The algae blooms that have thrown the Sunshine State into crisis are telling us three things. First, we need to protect our waters from the pollution that breeds these toxic blooms. Next, we need to fight the climate change that brings warmer temperatures that amp up algae growth. And finally, we need to demand real action on both fronts from our elected leaders at every level.

Algae blooms are a national problem. In recent years, we’ve seen them in water bodies as large as Lake Erie. There are a perennial problem near the mouth of the Mississippi River, where algae blooms strip oxygen from the water, creating a dead zone that threatens shrimp, fish, crabs, and other marine life across a span of ocean the size of Connecticut in the rich fisheries of the Gulf of Mexico. They’re a growing threat to our environment and health.

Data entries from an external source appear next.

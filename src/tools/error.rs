use thiserror::Error;

/// Failures of an individual tool handler.
///
/// These never abort a review: the registry renders them into the tool output
/// so the model can read the message and correct its next call.
#[derive(Debug, Error)]
pub enum ToolError {
    #[error("File not found: {0}")]
    FileNotFound(String),

    #[error("Invalid argument: {0}")]
    InvalidArgument(String),

    #[error("Invalid arguments for tool '{tool}': {message}")]
    InvalidArguments { tool: String, message: String },

    #[error("File '{0}' does not appear to be a text file, refusing to print.")]
    NotTextFile(String),

    #[error("{command} command failed with return code {code}, error: {stderr}")]
    ExtractionFailed {
        command: String,
        code: i32,
        stderr: String,
    },

    #[error("{command} command failed: {message}")]
    CommandFailed { command: String, message: String },

    #[error("Path '{0}' cannot go outside the build directory, do not use '..' in the path.")]
    PathTraversalRejected(String),

    #[error("Spec file '{0}' has already been read. Set 'force' to true to read it again.")]
    AlreadyRead(String),

    #[error("No exploded build tree is available for '{0}'")]
    NoBuildTree(String),

    #[error("Invalid assessment: {0}")]
    InvalidAssessment(String),

    #[error("I/O error: {0}")]
    Io(#[from] std::io::Error),
}

/// Failures of the registry itself
#[derive(Debug, Error, Clone, PartialEq, Eq)]
pub enum RegistryError {
    #[error("Tool already registered: {0}")]
    DuplicateTool(String),

    #[error("Function not found: {0}")]
    ToolNotFound(String),
}
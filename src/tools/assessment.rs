//! License assessments recorded by the assistant.

use super::error::ToolError;
use serde::{Deserialize, Serialize};
use std::fmt;
use std::path::Path;
use std::str::FromStr;
use std::sync::{Mutex, PoisonError};
use tracing::info;

#[derive(Debug, Clone, Copy, PartialEq, Eq, Serialize, Deserialize)]
#[serde(rename_all = "lowercase")]
pub enum Severity {
    None,
    Low,
    Medium,
    High,
}

impl Severity {
    pub fn as_str(&self) -> &'static str {
        match self {
            Severity::None => "none",
            Severity::Low => "low",
            Severity::Medium => "medium",
            Severity::High => "high",
        }
    }
}

impl fmt::Display for Severity {
    fn fmt(&self, f: &mut fmt::Formatter<'_>) -> fmt::Result {
        f.write_str(self.as_str())
    }
}

impl FromStr for Severity {
    type Err = ToolError;

    fn from_str(s: &str) -> Result<Self, Self::Err> {
        match s.trim().to_lowercase().as_str() {
            "none" => Ok(Severity::None),
            "low" => Ok(Severity::Low),
            "medium" => Ok(Severity::Medium),
            "high" => Ok(Severity::High),
            other => Err(ToolError::InvalidAssessment(format!(
                "unknown severity '{}', expected one of none, low, medium, high",
                other
            ))),
        }
    }
}

/// One structured finding about a package
#[derive(Debug, Clone, PartialEq, Eq, Serialize)]
pub struct IssueRecord {
    pub file: String,
    pub has_issue: bool,
    pub severity: Severity,
    pub description: Option<String>,
}

impl IssueRecord {
    /// Checks the field combination and builds a record.
    ///
    /// An issue needs a severity other than none and a description; a clean
    /// result needs severity none and no description.
    pub fn validate(
        file: &str,
        has_issue: bool,
        severity: &str,
        description: Option<String>,
    ) -> Result<Self, ToolError> {
        if file.trim().is_empty() {
            return Err(ToolError::InvalidAssessment(
                "'file' must name the assessed package".to_string(),
            ));
        }

        let severity: Severity = severity.parse()?;
        let description = description.filter(|d| !d.trim().is_empty());

        if has_issue {
            if severity == Severity::None {
                return Err(ToolError::InvalidAssessment(
                    "when has_issue is true, severity must be low, medium or high".to_string(),
                ));
            }
            if description.is_none() {
                return Err(ToolError::InvalidAssessment(
                    "when has_issue is true, a description of the issue is required".to_string(),
                ));
            }
        } else {
            if severity != Severity::None {
                return Err(ToolError::InvalidAssessment(
                    "when has_issue is false, severity must be none".to_string(),
                ));
            }
            if description.is_some() {
                return Err(ToolError::InvalidAssessment(
                    "when has_issue is false, description must be omitted".to_string(),
                ));
            }
        }

        Ok(Self {
            file: file.to_string(),
            has_issue,
            severity,
            description,
        })
    }

    pub fn file_name(&self) -> &str {
        Path::new(&self.file)
            .file_name()
            .and_then(|n| n.to_str())
            .unwrap_or(&self.file)
    }

    /// `<basename>: [<severity>] <description>`
    pub fn summary_line(&self) -> String {
        format!(
            "{}: [{}] {}",
            self.file_name(),
            self.severity,
            self.description.as_deref().unwrap_or("no issues found")
        )
    }
}

/// Append-only list of recorded assessments
#[derive(Debug, Default)]
pub struct Findings {
    records: Mutex<Vec<IssueRecord>>,
}

impl Findings {
    pub fn new() -> Self {
        Self::default()
    }

    pub fn record(&self, record: IssueRecord) -> usize {
        info!(
            file = %record.file,
            has_issue = record.has_issue,
            severity = %record.severity,
            "Recorded license assessment"
        );
        let mut records = self.records.lock().unwrap_or_else(PoisonError::into_inner);
        records.push(record);
        records.len()
    }

    pub fn len(&self) -> usize {
        self.records
            .lock()
            .unwrap_or_else(PoisonError::into_inner)
            .len()
    }

    pub fn is_empty(&self) -> bool {
        self.len() == 0
    }

    pub fn snapshot(&self) -> Vec<IssueRecord> {
        self.records
            .lock()
            .unwrap_or_else(PoisonError::into_inner)
            .clone()
    }

    /// Records appended at or after `offset`
    pub fn since(&self, offset: usize) -> Vec<IssueRecord> {
        self.records
            .lock()
            .unwrap_or_else(PoisonError::into_inner)
            .iter()
            .skip(offset)
            .cloned()
            .collect()
    }
}
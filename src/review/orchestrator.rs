use super::prompts;
use super::report::{PackageReport, ReviewReport, Transcript};
use crate::agent::{AgentSession, PollPolicy, SessionError};
use crate::llm::AssistantClient;
use crate::tools::{FlaggedFile, RegistryError, ToolContext, ToolKind, ToolRegistry};
use std::path::{Path, PathBuf};
use std::sync::Arc;
use thiserror::Error;
use tracing::{info, warn};

/// Flagged files handed to the analysis session per prompt
pub const FLAGGED_BATCH_SIZE: usize = 10;

#[derive(Debug, Error)]
pub enum ReviewError {
    #[error(transparent)]
    Session(#[from] SessionError),

    #[error("Failed to set up tools: {0}")]
    Registry(#[from] RegistryError),

    /// A package review failed; `partial` holds everything recorded before it
    #[error("Review of {} stopped: {source}", .package.display())]
    Interrupted {
        package: PathBuf,
        partial: Box<ReviewReport>,
        source: Box<ReviewError>,
    },
}

/// Input files split by role
#[derive(Debug, Clone, Default, PartialEq, Eq)]
pub struct ReviewInputs {
    /// Every file given, in order
    pub all: Vec<PathBuf>,
    /// Binary packages to review
    pub packages: Vec<PathBuf>,
    /// Source packages, used for deep scans
    pub source_packages: Vec<PathBuf>,
}

impl ReviewInputs {
    pub fn classify(files: &[PathBuf]) -> Self {
        let mut inputs = Self {
            all: files.to_vec(),
            ..Self::default()
        };

        for file in files {
            let name = file.to_string_lossy();
            if name.ends_with(".src.rpm") {
                inputs.source_packages.push(file.clone());
            } else if name.ends_with(".rpm") {
                inputs.packages.push(file.clone());
            }
        }
        inputs
    }
}

#[derive(Debug, Clone, Default)]
pub struct ReviewOptions {
    pub deep_scan: bool,
    pub api_feedback: bool,
    pub policy: PollPolicy,
}

/// Drives the fixed prompt sequence for each package, one session at a time.
pub struct Reviewer {
    client: Arc<dyn AssistantClient>,
    context: Arc<ToolContext>,
    options: ReviewOptions,
}

impl Reviewer {
    pub fn new(
        client: Arc<dyn AssistantClient>,
        context: Arc<ToolContext>,
        options: ReviewOptions,
    ) -> Self {
        Self {
            client,
            context,
            options,
        }
    }

    pub fn context(&self) -> &Arc<ToolContext> {
        &self.context
    }

    pub async fn review(&self, inputs: &ReviewInputs) -> Result<ReviewReport, ReviewError> {
        if inputs.packages.is_empty() {
            warn!("No binary .rpm packages among the inputs, nothing to review");
        }

        let mut packages = Vec::with_capacity(inputs.packages.len());
        for (index, package) in inputs.packages.iter().enumerate() {
            info!(
                package = %package.display(),
                index = index + 1,
                total = inputs.packages.len(),
                "Reviewing package"
            );
            let offset = self.context.findings().len();
            match self.review_package(package, inputs).await {
                Ok(report) => packages.push(report),
                Err(source) => {
                    packages.push(PackageReport {
                        package: package.to_path_buf(),
                        findings: self.context.findings().since(offset),
                        transcripts: Vec::new(),
                    });
                    let partial = ReviewReport::new(packages, self.context.notes().feedback())
                        .with_interruption(format!("{}: {}", package.display(), source));
                    return Err(ReviewError::Interrupted {
                        package: package.to_path_buf(),
                        partial: Box::new(partial),
                        source: Box::new(source),
                    });
                }
            }
        }

        Ok(ReviewReport::new(packages, self.context.notes().feedback()))
    }

    async fn review_package(
        &self,
        package: &Path,
        inputs: &ReviewInputs,
    ) -> Result<PackageReport, ReviewError> {
        let offset = self.context.findings().len();
        let mut transcripts = Vec::new();

        let flagged = if self.options.deep_scan {
            let (flagged, transcript) = self.scan_sources(package, inputs).await?;
            transcripts.push(transcript);
            flagged
        } else {
            Vec::new()
        };

        let mut kinds = ToolKind::PACKAGE_REVIEW.to_vec();
        if self.options.deep_scan {
            kinds.push(ToolKind::SrpmReadFile);
        }
        if self.options.api_feedback {
            kinds.push(ToolKind::ApiFeedback);
        }
        let registry = ToolRegistry::with_tools(Arc::clone(&self.context), &kinds)?;

        let mut session = AgentSession::start(
            Arc::clone(&self.client),
            prompts::ASSISTANT_NAME,
            &prompts::instructions(),
            registry,
            self.options.policy.clone(),
        )
        .await?;

        session
            .add_prompt(&prompts::inventory(package, &inputs.all))
            .await?;
        session.run_agent(None).await?;

        let source = inputs.source_packages.first().map(PathBuf::as_path);
        for batch in flagged.chunks(FLAGGED_BATCH_SIZE) {
            session
                .add_prompt(&prompts::flagged_batch(batch, source))
                .await?;
            session.run_agent(None).await?;
        }

        session
            .add_prompt(&prompts::compare(package, &inputs.all))
            .await?;
        session.run_agent(None).await?;

        session.add_prompt(&prompts::declare(package)).await?;
        session
            .run_agent(Some(ToolKind::DeclareLicenseIssue.name()))
            .await?;

        if self.options.api_feedback {
            session.add_prompt(&prompts::api_feedback()).await?;
            session.run_agent(Some(ToolKind::ApiFeedback.name())).await?;
        }

        transcripts.push(Transcript {
            label: "analysis".to_string(),
            messages: session.get_results(0).await?,
        });

        let findings = self.context.findings().since(offset);
        if findings.is_empty() {
            warn!(package = %package.display(), "No assessment was recorded");
        }

        Ok(PackageReport {
            package: package.to_path_buf(),
            findings,
            transcripts,
        })
    }

    /// Runs the scanning session and collects the files it flagged
    async fn scan_sources(
        &self,
        package: &Path,
        inputs: &ReviewInputs,
    ) -> Result<(Vec<FlaggedFile>, Transcript), ReviewError> {
        let registry = ToolRegistry::with_tools(Arc::clone(&self.context), &ToolKind::SOURCE_SCAN)?;
        let mut scanner = AgentSession::start(
            Arc::clone(&self.client),
            prompts::SCANNER_NAME,
            &prompts::scan_instructions(),
            registry,
            self.options.policy.clone(),
        )
        .await?;

        scanner.add_prompt(&prompts::scan(package, &inputs.all)).await?;
        scanner.run_agent(None).await?;

        let flagged = self.context.notes().take_flagged();
        info!(
            package = %package.display(),
            flagged = flagged.len(),
            "Source scan finished"
        );

        let transcript = Transcript {
            label: "scan".to_string(),
            messages: scanner.get_results(0).await?,
        };
        Ok((flagged, transcript))
    }
}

The immediate cause of the blooms can vary, but the common basics are these: Rains wash pollution from farms, septic tanks and other sources into our waters — from small streams and wetlands to great rivers and lakes—and municipal sewage systems add waste to these waters. These pollutants then supercharge the waters with nutrients like nitrogen and phosphorus. That feeds a population explosion for algae that feast on these nutrients. Warmer temperatures accelerate the growth.

Algae blooms, though, are toxic. Cyanobacteria is what scientists call them, and they can cause skin and respiratory ailments as well as gastrointestinal and liver illness. In large doses, they can even threaten the nervous system. Humans can be affected by coming in direct contact with the algae; swallowing water at the lake, river, or ocean; or even breathing water spray in which algae are growing.

These toxins threaten marine life, birds, and other wildlife as well. In addition, when algae die they decay, a process that robs water of oxygen, which can cause mass fish kills. Finally, a mat of algae like the one covering much of Lake Okeechobee starves underwater plant life of needed sunlight, in turn denying food to fish and other species dependent on those plants.

The fix is to set commonsense limits that keep pollution out of our waters, and then to enforce those limits. That means requiring cities and towns to do a better job treating sewage and keeping it from entering the watershed after heavy rains. It means stopping large, concentrated animal feeding operations from dumping massive amounts of waste into our waters. It means applying standards to prevent industrial agricultural operations from polluting our waters with fertilizer that runs off their fields. And it means fighting the climate change that is warming our waters, helping to turn modest seasonal algae growth into crisis-level blooms.

We just wrapped up the hottest June ever recorded in the contiguous United States — a blistering 3.3 degrees Fahrenheit above the 20th-century average. Last year was the hottest year globally since recordkeeping began in 1880, and this year’s first five months have been even hotter. Nineteen of the hottest years on record have occurred in the past 20 years.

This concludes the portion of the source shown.